Fica a memória de uma jovem extraordinária, que ousou sonhar alto, cantar forte, amar com verdade e viver intensamente. Karen partiu cedo demais, mas sua voz ainda ecoa. E enquanto ecoar, ela nunca será esquecida.
AVC hemorrágico: um perigo silencioso que pode afetar jovens e adultos
Apesar de ser mais comum em pessoas acima dos 60 anos, o Acidente Vascular Cerebral (AVC) hemorrágico pode acometer indivíduos de qualquer idade, inclusive jovens e crianças. Essa condição ocorre quando um vaso sanguíneo se rompe dentro do cérebro, provocando sangramento e pressão sobre as estruturas cerebrais. Entre as principais causas estão a hipertensão arterial não controlada, aneurismas cerebrais, traumatismos cranianos, além de distúrbios de coagulação.
O médico e professor do UniFOA Júlio César Meyer, referência em neurocirurgia na região, explicou que, em muitos casos, especialmente entre jovens, a origem pode estar relacionada a uma malformação vascular no cérebro. “Essas malformações podem ser de dois tipos: aneurismas – dilatações isoladas nos vasos – ou MAVs, que são malformações artério-venosas. A MAV é como um emaranhado de vasos, um angioma, e por ser dilatada, a parede do vaso se torna mais frágil, podendo romper com o fluxo do sangue”, detalhou o neurocirurgião.
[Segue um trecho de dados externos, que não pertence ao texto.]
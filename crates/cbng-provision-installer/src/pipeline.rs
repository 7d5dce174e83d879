use std::fs;
use std::io;
use std::path::{Path, PathBuf};

use anyhow::{anyhow, Context, Result};
use cbng_provision_core::{ProvisionConfig, ProvisionError};
use tracing::{info, info_span};

use crate::artifact::install;
use crate::databases::build_derived;
use crate::fetch::ensure_archive_present;
use crate::finalize::finalize;
use crate::fs_utils::remove_dir_all_if_exists;
use crate::receipts::{read_provision_receipt, remove_provision_receipt, write_provision_receipt};
use crate::verify::verify_archive;
use crate::{
    current_unix_timestamp, DatabaseDigest, IntegrityExpectation, PipelineStage,
    ProvisionLayout, ProvisionOptions, ProvisionOutcome, ProvisionReceipt, ProvisionRuntime,
    ProvisionSummary,
};

pub fn provision_workspace<R>(
    config: &ProvisionConfig,
    options: ProvisionOptions,
    runtime: &mut R,
) -> Result<ProvisionOutcome>
where
    R: ProvisionRuntime + ?Sized,
{
    provision_workspace_with_observer(config, options, runtime, |_| {})
}

/// Runs fetch, verify, install, build and finalize in order. `observe` is
/// called as each stage starts.
pub fn provision_workspace_with_observer<R, O>(
    config: &ProvisionConfig,
    options: ProvisionOptions,
    runtime: &mut R,
    mut observe: O,
) -> Result<ProvisionOutcome>
where
    R: ProvisionRuntime + ?Sized,
    O: FnMut(PipelineStage),
{
    config.validate()?;
    let mut config = config.clone();
    config.paths.workspace = resolve_workspace_dir(&config.paths.workspace)?;
    ensure_staging_is_disposable(&config)?;

    let layout = ProvisionLayout::from_config(&config)?;
    let version = config.version()?;
    let url = config.archive_url()?;
    let archive_type = config.archive_type()?;
    let policy = options.rebuild.unwrap_or(config.databases.rebuild);

    let existing = read_provision_receipt(&layout)?;
    if let Some(receipt) = &existing {
        let same_version =
            receipt.release == version.release.to_string() && receipt.patch == version.patch;
        // Copying never replaces existing entries, so another release's payload
        // would survive under a receipt naming this one.
        if !same_version {
            return Err(ProvisionError::StaleWorkspace {
                path: layout.workspace_dir().to_path_buf(),
                installed: format!("{}-{}", receipt.release, receipt.patch),
                requested: version.to_string(),
            }
            .into());
        }
        if layout.marker_path().is_file() && !options.force {
            info!(
                version = %version,
                workspace = %layout.workspace_dir().display(),
                "workspace already provisioned"
            );
            return Ok(ProvisionOutcome::AlreadyProvisioned {
                receipt: receipt.clone(),
            });
        }
    }
    if existing.is_some() || options.force {
        reset_provision_state(&layout)?;
    }

    info!(
        package = %config.package.name,
        version = %version,
        workspace = %layout.workspace_dir().display(),
        "provisioning workspace"
    );

    let fetch = run_stage(PipelineStage::Fetch, &mut observe, || {
        ensure_archive_present(&url, layout.archive_path(), &mut *runtime)
    })?;

    let expectation = IntegrityExpectation {
        sha256: config.package.sha256.as_deref(),
        signature: config.package.signature.as_deref(),
        public_key: config.package.public_key.as_deref(),
    };
    let verification = run_stage(PipelineStage::Verify, &mut observe, || {
        verify_archive(layout.archive_path(), expectation)
    })?;

    let install_report = run_stage(PipelineStage::Install, &mut observe, || {
        install(
            &layout,
            archive_type,
            &config.layout.executables,
            &mut *runtime,
        )
    })?;

    let databases = run_stage(PipelineStage::Build, &mut observe, || {
        build_derived(
            &layout,
            &config.databases.builder,
            &config.databases.pairs,
            policy,
            &mut *runtime,
        )
    })?;

    let receipt_path = run_stage(PipelineStage::Finalize, &mut observe, || {
        finalize(&layout)?;
        let receipt = ProvisionReceipt {
            package: config.package.name.clone(),
            release: version.release.to_string(),
            patch: version.patch.clone(),
            archive_url: url.clone(),
            archive_sha256: verification.sha256.clone(),
            databases: databases
                .iter()
                .map(|outcome| DatabaseDigest {
                    target: outcome.target.clone(),
                    source_sha256: outcome.source_sha256.clone(),
                })
                .collect(),
            provisioned_at_unix: current_unix_timestamp()?,
        };
        write_provision_receipt(&layout, &receipt)
    })?;

    info!(receipt = %receipt_path.display(), "workspace provisioned");
    Ok(ProvisionOutcome::Provisioned(Box::new(ProvisionSummary {
        fetch,
        verification,
        install: install_report,
        databases,
        marker_path: layout.marker_path(),
        receipt_path,
    })))
}

fn run_stage<T, O, F>(stage: PipelineStage, observe: &mut O, work: F) -> Result<T>
where
    O: FnMut(PipelineStage),
    F: FnOnce() -> Result<T>,
{
    observe(stage);
    let _span = info_span!("stage", name = stage.as_str()).entered();
    work().with_context(|| format!("stage {} failed", stage.as_str()))
}

fn resolve_workspace_dir(workspace: &Path) -> Result<PathBuf> {
    match fs::metadata(workspace) {
        Ok(metadata) if metadata.is_dir() => {}
        Ok(_) => {
            return Err(anyhow!(
                "workspace path is not a directory: {}",
                workspace.display()
            ));
        }
        Err(err) if err.kind() == io::ErrorKind::NotFound => {
            return Err(anyhow!(
                "workspace directory does not exist: {}",
                workspace.display()
            ));
        }
        Err(err) => {
            return Err(err)
                .with_context(|| format!("failed to stat workspace: {}", workspace.display()));
        }
    }
    fs::canonicalize(workspace)
        .with_context(|| format!("failed to resolve workspace: {}", workspace.display()))
}

/// Staging is deleted by finalize, so it must hold neither the workspace nor
/// the archive.
fn ensure_staging_is_disposable(config: &ProvisionConfig) -> Result<()> {
    let staging = resolve_existing_prefix(&config.paths.staging)?;
    let workspace = &config.paths.workspace;
    if workspace.starts_with(&staging) {
        return Err(ProvisionError::InvalidConfig(format!(
            "paths.staging ({}) must not contain paths.workspace ({}); staging is deleted after install",
            staging.display(),
            workspace.display()
        ))
        .into());
    }

    let archive = resolve_existing_prefix(&config.archive_path()?)?;
    if archive.starts_with(&staging) {
        return Err(ProvisionError::InvalidConfig(format!(
            "archive path ({}) must not be inside paths.staging ({})",
            archive.display(),
            staging.display()
        ))
        .into());
    }
    Ok(())
}

/// Canonicalizes the longest existing ancestor of `path` and re-appends the
/// components that do not exist yet.
fn resolve_existing_prefix(path: &Path) -> Result<PathBuf> {
    let absolute = if path.is_absolute() {
        path.to_path_buf()
    } else {
        std::env::current_dir()
            .context("failed to read current directory")?
            .join(path)
    };

    let mut missing = Vec::new();
    let mut cursor = absolute.as_path();
    loop {
        match fs::canonicalize(cursor) {
            Ok(mut resolved) => {
                resolved.extend(missing.iter().rev());
                return Ok(resolved);
            }
            Err(err) if err.kind() == io::ErrorKind::NotFound => {
                let (Some(name), Some(parent)) = (cursor.file_name(), cursor.parent()) else {
                    return Ok(absolute.clone());
                };
                missing.push(name.to_os_string());
                cursor = parent;
            }
            Err(err) => {
                return Err(err)
                    .with_context(|| format!("failed to resolve {}", cursor.display()));
            }
        }
    }
}

/// Drops the receipt and package marker so a forced run can
/// finalize again.
fn reset_provision_state(layout: &ProvisionLayout) -> Result<()> {
    let marker_dir = layout.marker_dir();
    remove_dir_all_if_exists(&marker_dir)
        .with_context(|| format!("failed to remove package marker: {}", marker_dir.display()))?;
    if remove_provision_receipt(layout)? {
        info!("cleared previous provision receipt");
    }
    Ok(())
}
Segundo o médico, quando o vaso se rompe, o sangue extravasa para o tecido cerebral, o que não deveria ocorrer. Isso provoca uma hemorragia e a formação de um coágulo, chamado hematoma. “Dependendo do volume do hematoma, mesmo um cérebro jovem pode não suportar a pressão. Como o crânio não permite expansão, a pressão intracraniana aumenta, comprometendo funções como consciência, visão, audição e, nos casos mais graves, respiração e batimentos cardíacos”, explicou Meyer.
Ele destacou que a rapidez no atendimento é crucial para salvar vidas. “Se a cirurgia for realizada o mais rápido possível, as chances de recuperação aumentam. Hoje, utilizamos uma técnica em que retiramos parte do osso do crânio para dar espaço ao cérebro, permitindo que ele se descomprima e possa voltar a pulsar normalmente”, explicou.
Júlio Meyer integrou a equipe médica que cuidou de Karen, mas, nesta entrevista à Folha do Aço, ele falou exclusivamente sobre AVC em jovens, com o objetivo de esclarecer a população sobre o tema e alertar para os sinais e fatores de risco.